Report each line of the records below that uses the word "There".

[Stored data entries]
________________

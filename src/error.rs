use crate::tiles::Tile;
use thiserror::Error;

/// Errors that may be encountered when parsing a board fixture, a position string or a square
/// name.
#[derive(Debug, Eq, PartialEq, Clone, Error)]
pub enum ParseError {
    /// A text board did not have exactly eight rows. The given `usize` is the actual number.
    #[error("expected 8 rows, found {0}")]
    BadRowCount(usize),
    /// A row of a text board or position string was not eight squares long. The given `usize` is
    /// the actual length.
    #[error("expected rows of 8 squares, found one of {0}")]
    BadRowLen(usize),
    /// A cell started with a character that is not a known player icon.
    #[error("unknown player icon {0:?}")]
    BadPlayerIcon(char),
    /// A cell had a valid player icon followed by something other than a single `d`.
    #[error("malformed rank suffix in {0:?}")]
    BadRank(String),
    /// A piece was placed on a light square, which can never hold one.
    #[error("piece placed on light square {0}")]
    LightSquare(Tile),
    /// Tried to parse an empty string.
    #[error("empty string")]
    EmptyString,
    /// Encountered an unexpected character in a string.
    #[error("unexpected character {0:?}")]
    BadChar(char),
    /// Tried to parse a string which was not the expected length. The given `usize` is the actual
    /// length.
    #[error("unexpected string length {0}")]
    BadStringLen(usize),
    /// Parsed two squares that do not make up a diagonal play.
    #[error("invalid play: {0}")]
    BadPlay(PlayError)
}

/// Errors relating to the board.
#[derive(Debug, Eq, PartialEq, Clone, Copy, Error)]
pub enum BoardError {
    /// Coordinates are out of bounds, ie, not on board.
    #[error("coordinates are not on the board")]
    OutOfBounds,
    /// There is no piece at the given tile, where one is expected.
    #[error("no piece on the given tile")]
    NoPiece
}

/// Errors that may be encountered when constructing a [`Play`](crate::play::Play).
#[derive(Debug, Eq, PartialEq, Clone, Copy, Error)]
pub enum PlayError {
    /// The tiles do not share a diagonal (or are the same tile).
    #[error("tiles are not on a common diagonal")]
    NotDiagonal
}

/// Different ways a chosen destination can be invalid. The engine reports all of these to the
/// player as a single "invalid move"; the reason is kept for logging and for callers of
/// [`GameLogic`](crate::game::logic::GameLogic).
#[derive(Debug, Eq, PartialEq, Clone, Copy, Error)]
pub enum PlayInvalid {
    /// Origin and destination are not on a common diagonal.
    #[error("destination is not on a diagonal")]
    NotDiagonal,
    /// The destination square already holds something.
    #[error("destination is occupied")]
    DestinationOccupied,
    /// A man tried to move further than it is permitted to.
    #[error("move is too far for a man")]
    TooFar,
    /// The path crosses one of the mover's own pieces.
    #[error("path is blocked by own piece")]
    BlockedByOwnPiece,
    /// The path crosses a piece that has already been captured this turn, or a chain marker.
    #[error("path crosses an already captured piece")]
    BlockedByCaptured,
    /// Two enemy pieces stand next to each other on the path.
    #[error("cannot jump two adjacent pieces")]
    GluedPieces,
    /// A man tried to slide towards its own back rank.
    #[error("men cannot move backwards")]
    BackwardMove,
    /// A capture is available, so a plain move is not allowed.
    #[error("a capture is mandatory")]
    CaptureRequired,
    /// There is no piece on the origin square.
    #[error("no piece to move")]
    NoPiece
}

impl From<PlayError> for PlayInvalid {
    fn from(value: PlayError) -> Self {
        match value {
            PlayError::NotDiagonal => PlayInvalid::NotDiagonal,
        }
    }
}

________________

**Exercise output**:
    /// There is no piece at the given tile, where one is expected.
    /// There is no piece on the origin square.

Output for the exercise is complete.